Exercise objective |
Please reproduce the entries below exactly, starting at the first line and ending with the line that holds "pub fn new(host: impl".

[Data items]
****

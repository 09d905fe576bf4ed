//! HTTP API module
//!
//! The command channel between control surfaces and the timer authority.

pub mod handlers;
pub mod responses;

use std::sync::Arc;
use axum::{
    routing::{get, post},
    Router,
};
use tower_http::{cors::CorsLayer, trace::TraceLayer};

use crate::state::AppState;
use handlers::*;

/// Create the HTTP router with all endpoints
pub fn create_router(state: Arc<AppState>) -> Router {
    Router::new()
        .route("/start", post(start_handler))
        .route("/stop", post(stop_handler))
        .route("/phase-complete", post(phase_complete_handler))
        .route("/switch", post(switch_handler))
        .route("/state", get(state_handler))
        .route("/status", get(status_handler))
        .route("/badge", get(badge_handler))
        .route("/navigation", post(navigation_handler))
        .route("/blocked", get(blocked_page_handler))
        .route("/health", get(health_handler))
        .layer(CorsLayer::permissive())
        .layer(TraceLayer::new_for_http())
        .with_state(state)
}
//! Block page shown in place of a blocked navigation

use serde::{Deserialize, Serialize};

use crate::state::format_clock;

/// Dynamic fields of the block page
#[derive(Debug, Clone, PartialEq, Eq, Serialize, Deserialize)]
#[serde(rename_all = "camelCase")]
pub struct BlockPage {
    pub host: String,
    pub remaining_seconds: u64,
}

impl BlockPage {
    pub fn new(host: impl Into<String>, remaining_seconds: u64) -> Self {
        Self { host: host.into(), remaining_seconds }
    }

    pub fn render(&self) -> String {
        format!(
            r#"<!DOCTYPE html>
<html lang="en">
<head>
<meta charset="utf-8">
<title>Blocked: {host}</title>
</head>
<body>
<main class="blocked">
<h1>Stay focused</h1>
<p><strong class="host">{host}</strong> is blocked during the work phase.</p>
<p>Time left: <span class="remaining">{remaining}</span></p>
</main>
</body>
</html>
"#,
            host = escape_html(&self.host),
            remaining = format_clock(self.remaining_seconds),
        )
    }
}

fn escape_html(raw: &str) -> String {
    let mut escaped = String::with_capacity(raw.len());
    for c in raw.chars() {
        match c {
            '&' => escaped.push_str("&amp;"),
            '<' => escaped.push_str("&lt;"),
            '>' => escaped.push_str("&gt;"),
            '"' => escaped.push_str("&quot;"),
            '\'' => escaped.push_str("&#39;"),
            _ => escaped.push(c),
        }
    }
    escaped
}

****

Written response |
repository 09d905fe576bf4ed
//! HTTP API module
//!
//! The command channel between control surfaces and the timer authority.

pub mod handlers;
pub mod responses;

use std::sync::Arc;
use axum::{
    routing::{get, post},
    Router,
};
use tower_http::{cors::CorsLayer, trace::TraceLayer};

use crate::state::AppState;
use handlers::*;

/// Create the HTTP router with all endpoints
pub fn create_router(state: Arc<AppState>) -> Router {
    Router::new()
        .route("/start", post(start_handler))
        .route("/stop", post(stop_handler))
        .route("/phase-complete", post(phase_complete_handler))
        .route("/switch", post(switch_handler))
        .route("/state", get(state_handler))
        .route("/status", get(status_handler))
        .route("/badge", get(badge_handler))
        .route("/navigation", post(navigation_handler))
        .route("/blocked", get(blocked_page_handler))
        .route("/health", get(health_handler))
        .layer(CorsLayer::permissive())
        .layer(TraceLayer::new_for_http())
        .with_state(state)
}
//! Block page shown in place of a blocked navigation

use serde::{Deserialize, Serialize};

use crate::state::format_clock;

/// Dynamic fields of the block page
#[derive(Debug, Clone, PartialEq, Eq, Serialize, Deserialize)]
#[serde(rename_all = "camelCase")]
pub struct BlockPage {
    pub host: String,
    pub remaining_seconds: u64,
}

impl BlockPage {
    pub fn new(host: impl Into<String>, remaining_seconds: u64) -> Self {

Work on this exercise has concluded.